Why Manufacturing Is So Spread Out

The globalization of drug manufacturing happened over decades, driven by lower production costs in countries like India and China, growing technical expertise in those regions, and the economic pressure on drugmakers to reduce expenses, especially for generic medications where profit margins are thin. A single prescription drug might have its API synthesized in China, shipped to India for formulation into tablets, then packaged and labeled in the U.S. before reaching your pharmacy shelf.

This geographic spread creates real vulnerabilities. Policymakers have flagged several risks tied to concentrated manufacturing: geopolitical conflicts could disrupt supply from a single region, natural disasters could knock out major facilities, and regulatory oversight becomes harder when production sites are thousands of miles from the agencies responsible for inspecting them. The COVID-19 pandemic exposed some of these weaknesses when lockdowns and shipping disruptions temporarily threatened supplies of essential medicines.

How Much the U.S. Actually Makes

The U.S. remains a significant drug manufacturer, but its role varies by product type. For finished prescription products, about 40% are made domestically, including many essential medicines.

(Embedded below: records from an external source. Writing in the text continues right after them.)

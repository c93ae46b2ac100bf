//! Config command - inspect and create the kmsshot config file

use anyhow::{Context, Result};
use clap::{Args, Subcommand};
use kmsshot_core::config::{sample_config, CaptureConfig, ConfigFile};
use std::path::PathBuf;

/// Arguments for the config command
#[derive(Args)]
pub struct ConfigArgs {
    #[command(subcommand)]
    pub command: ConfigCommand,

    /// Config file to use instead of the default location
    #[arg(short, long, global = true)]
    pub config: Option<PathBuf>,
}

#[derive(Subcommand)]
pub enum ConfigCommand {
    /// Print the config file location
    Path,

    /// Print the capture settings a run would use
    Show,

    /// Write the sample config to the config file location
    Init {
        /// Replace an existing file
        #[arg(short, long)]
        force: bool,
    },

    /// Print the sample config to stdout
    Sample,
}

/// Run config subcommand
pub fn config(args: ConfigArgs) -> Result<()> {
    let path = args.config.unwrap_or_else(ConfigFile::default_path);

    match args.command {
        ConfigCommand::Path => println!("{}", path.display()),
        ConfigCommand::Show => {
            let file = ConfigFile::load_from(&path)
                .with_context(|| format!("Failed to load {}", path.display()))?;
            let source = if path.exists() { "file" } else { "default" };
            print!("{}", render_settings(&file.to_capture_config(), source));
            if let Err(e) = file.to_capture_config().validate() {
                eprintln!("\nThese settings will be rejected: {}", e);
            }
        }
        ConfigCommand::Init { force } => {
            if ConfigFile::write_sample(&path, force)? {
                println!("Wrote {}", path.display());
            } else {
                println!("{} already exists; pass --force to replace it", path.display());
            }
        }
        ConfigCommand::Sample => print!("{}", sample_config()),
    }

    Ok(())
}

/// One `key  value  (source)` line per capture setting
fn render_settings(config: &CaptureConfig, source: &str) -> String {
    let rows = [
        ("device", config.device_path.display().to_string()),
        ("output_dir", config.output_dir.display().to_string()),
        ("quality", config.quality.to_string()),
        ("strategy", config.strategy.to_string()),
    ];
    rows.iter()
        .map(|(key, value)| format!("{:<12} {:<24} ({})\n", key, value, source))
        .collect()
}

For APIs, the picture is far more dependent on foreign sources, with only about 10% of API volume produced in the U.S. For the 370 drugs on the World Health Organization’s essential medicines list that are marketed in America, the U.S. houses just 21% of the API facilities, while China has 15% and the remaining 64% are elsewhere around the world.

One complication is that even FDA data can’t fully capture the picture. The agency has acknowledged it cannot calculate the actual volume of APIs coming from China or India, or what percentage of U.S. drug consumption those volumes represent. Facility counts don’t tell you how much each facility produces, so a country with fewer but larger plants could supply a disproportionate share of the market.

Efforts to Bring Manufacturing Back

The concentration of drug production overseas has prompted government action. The U.S. has moved to establish a strategic reserve of active pharmaceutical ingredients, modeled loosely on the concept of the Strategic Petroleum Reserve. The goal is to stockpile critical raw materials domestically so that shortages from overseas disruptions don’t immediately translate into empty pharmacy shelves. There have also been broader calls for “onshoring,” or incentivizing companies to build more manufacturing capacity within the United States, particularly for essential and generic medicines.

Some health policy researchers have recommended that drug labels prominently display where both the API and the finished product were manufactured, giving consumers and healthcare systems more transparency about the origins of their medications. Currently, most people have no practical way to find out where the specific pill in their hand was made.